Professor Haidee Kotze (UIL OTS) and dr. Gys-Walt van Egdom (ICON), both working in the linguistic research field of Translation Studies, approached the Digital Humanities Lab (DH Lab) with the desire to use big data to explore reader responses to translated literature. They wanted to do research on the reviews of real ‘non-professional’ readers of contemporary literature, such as found on websites like Goodreads and Amazon.

The DH Lab developed the DIOPTRA-L corpus to enable their research. DIOPTRA-L is a database with 280.000 user-generated reviews of more than 150 books that have been translated into Afrikaans, Dutch, English, French, German, Italian, Portuguese and Spanish.

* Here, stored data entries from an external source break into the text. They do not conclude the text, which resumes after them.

use std::fmt;

use serde::{Deserialize, Serialize};
use tracing::{debug, info};

use crate::catalog::Catalog;
use crate::config::MatcherConfig;
use crate::conversation::{Role, Turn};
use crate::error::ConfigError;
use crate::manual::ManualOverrides;
use crate::normalize::normalize;
use crate::retrieval::{top_k, top_match};
use crate::tfidf::TfidfVectorizer;

#[derive(Debug, Clone, Copy, PartialEq, Eq, PartialOrd, Ord, Hash, Serialize, Deserialize)]
#[serde(rename_all = "snake_case")]
pub enum ReplyKind {
    Manual,
    Duplicate,
    Catalog,
    Fallback,
}

impl ReplyKind {
    pub fn as_str(&self) -> &'static str {
        match self {
            ReplyKind::Manual => "manual",
            ReplyKind::Duplicate => "duplicate",
            ReplyKind::Catalog => "catalog",
            ReplyKind::Fallback => "fallback",
        }
    }
}

impl fmt::Display for ReplyKind {
    fn fmt(&self, f: &mut fmt::Formatter<'_>) -> fmt::Result {
        f.write_str(self.as_str())
    }
}

/// Which stage of the cascade produced a reply.
#[derive(Debug, Clone, PartialEq, Serialize)]
#[serde(tag = "kind", rename_all = "snake_case")]
pub enum ReplySource {
    Manual { trigger: String },
    Duplicate,
    Catalog { index: usize, score: f32 },
    Fallback { score: f32 },
}

impl ReplySource {
    pub fn kind(&self) -> ReplyKind {
        match self {
            ReplySource::Manual { .. } => ReplyKind::Manual,
            ReplySource::Duplicate => ReplyKind::Duplicate,
            ReplySource::Catalog { .. } => ReplyKind::Catalog,
            ReplySource::Fallback { .. } => ReplyKind::Fallback,
        }
    }

    pub fn index(&self) -> Option<usize> {
        match self {
            ReplySource::Catalog { index, .. } => Some(*index),
            _ => None,
        }
    }

    pub fn score(&self) -> Option<f32> {
        match self {
            ReplySource::Catalog { score, .. } | ReplySource::Fallback { score } => Some(*score),
            _ => None,
        }
    }
}

#[derive(Debug, Clone, PartialEq, Serialize)]
pub struct Reply {
    pub text: String,
    pub source: ReplySource,
}

/// Maps user utterances to catalog answers.
///
/// Built once from an immutable [`Catalog`]; every query afterwards is a pure
/// function of the query, the caller's history and this value, so a matcher
/// can be shared between sessions without locking. Reloading means building
/// a new matcher and swapping it in whole.
#[derive(Debug, Clone)]
pub struct Matcher {
    catalog: Catalog,
    vectorizer: TfidfVectorizer,
    question_matrix: Vec<Vec<f32>>,
    overrides: ManualOverrides,
    threshold: f32,
    already_asked: String,
    fallback: String,
}

impl Matcher {
    /// Builds with the default threshold, messages and greeting table.
    pub fn build(catalog: Catalog) -> Self {
        Self::fit(catalog, &MatcherConfig::default(), ManualOverrides::default())
    }

    /// Builds from `config`, rejecting settings under which a reply could be
    /// empty or an all-zero embedding could count as a match.
    pub fn with_config(
        catalog: Catalog,
        config: &MatcherConfig,
        overrides: ManualOverrides,
    ) -> Result<Self, ConfigError> {
        config.validate()?;
        Ok(Self::fit(catalog, config, overrides))
    }

    fn fit(catalog: Catalog, config: &MatcherConfig, overrides: ManualOverrides) -> Self {
        let vectorizer = TfidfVectorizer::fit(catalog.questions(), config.sublinear_tf);
        let question_matrix: Vec<Vec<f32>> = catalog
            .questions()
            .iter()
            .map(|q| vectorizer.transform(q))
            .collect();

        info!(
            entries = catalog.len(),
            vocabulary = vectorizer.vocabulary_len(),
            overrides = overrides.len(),
            threshold = config.threshold,
            "vector space built"
        );

        Self {
            catalog,
            vectorizer,
            question_matrix,
            overrides,
            threshold: config.threshold,
            already_asked: config.already_asked.clone(),
            fallback: config.fallback.clone(),
        }
    }

    /// Answer text for `query`. Never fails; unmatched input yields the
    /// fallback message.
    pub fn answer(&self, query: &str, history: &[Turn]) -> String {
        self.reply(query, history).text
    }

    pub fn reply(&self, query: &str, history: &[Turn]) -> Reply {
        let q_norm = normalize(query);

        if let Some(rule) = self.overrides.find(&q_norm) {
            debug!(trigger = %rule.trigger, "manual override");
            return Reply {
                text: rule.response.clone(),
                source: ReplySource::Manual {
                    trigger: rule.trigger.clone(),
                },
            };
        }

        let asked_before = history
            .iter()
            .filter(|t| t.role == Role::User)
            .any(|t| normalize(&t.text) == q_norm);
        if asked_before {
            debug!("duplicate question");
            return Reply {
                text: self.already_asked.clone(),
                source: ReplySource::Duplicate,
            };
        }

        match self.best_match(query) {
            Some((index, score)) if score >= self.threshold => {
                debug!(index, score, "catalog match");
                Reply {
                    text: self.catalog.answer(index).to_string(),
                    source: ReplySource::Catalog { index, score },
                }
            }
            best => {
                let score = best.map_or(0.0, |(_, s)| s);
                debug!(score, threshold = self.threshold, "no confident match");
                Reply {
                    text: self.fallback.clone(),
                    source: ReplySource::Fallback { score },
                }
            }
        }
    }

    /// Highest-similarity catalog index and its cosine score, ignoring
    /// overrides, history and threshold. `None` only for an empty catalog.
    pub fn best_match(&self, query: &str) -> Option<(usize, f32)> {
        let embedding = self.vectorizer.transform(query);
        top_match(&embedding, &self.question_matrix)
    }

    pub fn top_k(&self, query: &str, k: usize) -> Vec<(usize, f32)> {
        let embedding = self.vectorizer.transform(query);
        top_k(&embedding, &self.question_matrix, k)
    }

    pub fn catalog(&self) -> &Catalog {
        &self.catalog
    }

    pub fn threshold(&self) -> f32 {
        self.threshold
    }
}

The corpus has been enriched with numerous computed labels (for example, the number of words in a review) and annotated information (for example, the genre of the reviewed book). DIOPTRA-L is available for free for anybody interested in readers’ reviews of translations or in literary texts in general. The corpus is hosted in I-Analyzer, a very user-friendly interface in which you can search by title, source language, translation language, year and review language.

Kotze and Egdom’s first research with DIOPTRA-L was on the readers’ awareness of translations in reviews and the way the translation is received. The aim of these first studies was to see how large amounts of user-generated content can contribute to translation reception research. The Digital Humanities Lab supported this research through custom Python and R scripts to count and visualize the occurrence of positive, negative and hedge terms in the discussion of translations. This enabled us to quantify observations by Kotze and Egdom, that reviewers may react to a book that they did not like with uncertainty about the quality of the translation. The corpus is also available for download here and the scripts can be inspected here.